▶ [Data for analysis]:
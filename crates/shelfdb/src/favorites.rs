use tokio::sync::watch;

use crate::store::{PlaylistStore, Snapshot, SoundStore};
use crate::types::{Playlist, Sound};

/// Read-only view of the two favorite streams.
///
/// Both come straight from the stores' filtered queries, so a favorite flag
/// change shows up here once its write has committed.
#[derive(Clone)]
pub struct FavoritesIndex {
    sounds: SoundStore,
    playlists: PlaylistStore,
}

impl FavoritesIndex {
    pub fn new(sounds: SoundStore, playlists: PlaylistStore) -> Self {
        Self { sounds, playlists }
    }

    pub fn favorite_playlists(&self) -> watch::Receiver<Snapshot<Playlist>> {
        self.playlists.subscribe_favorites()
    }

    pub fn favorite_sounds(&self) -> watch::Receiver<Snapshot<Sound>> {
        self.sounds.subscribe_favorites()
    }
}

▶ [Task directions]: For this exercise, copy each line from the listing above that has the word "FavoritesIndex".

▶ [Solved problem]:
pub struct FavoritesIndex {
impl FavoritesIndex {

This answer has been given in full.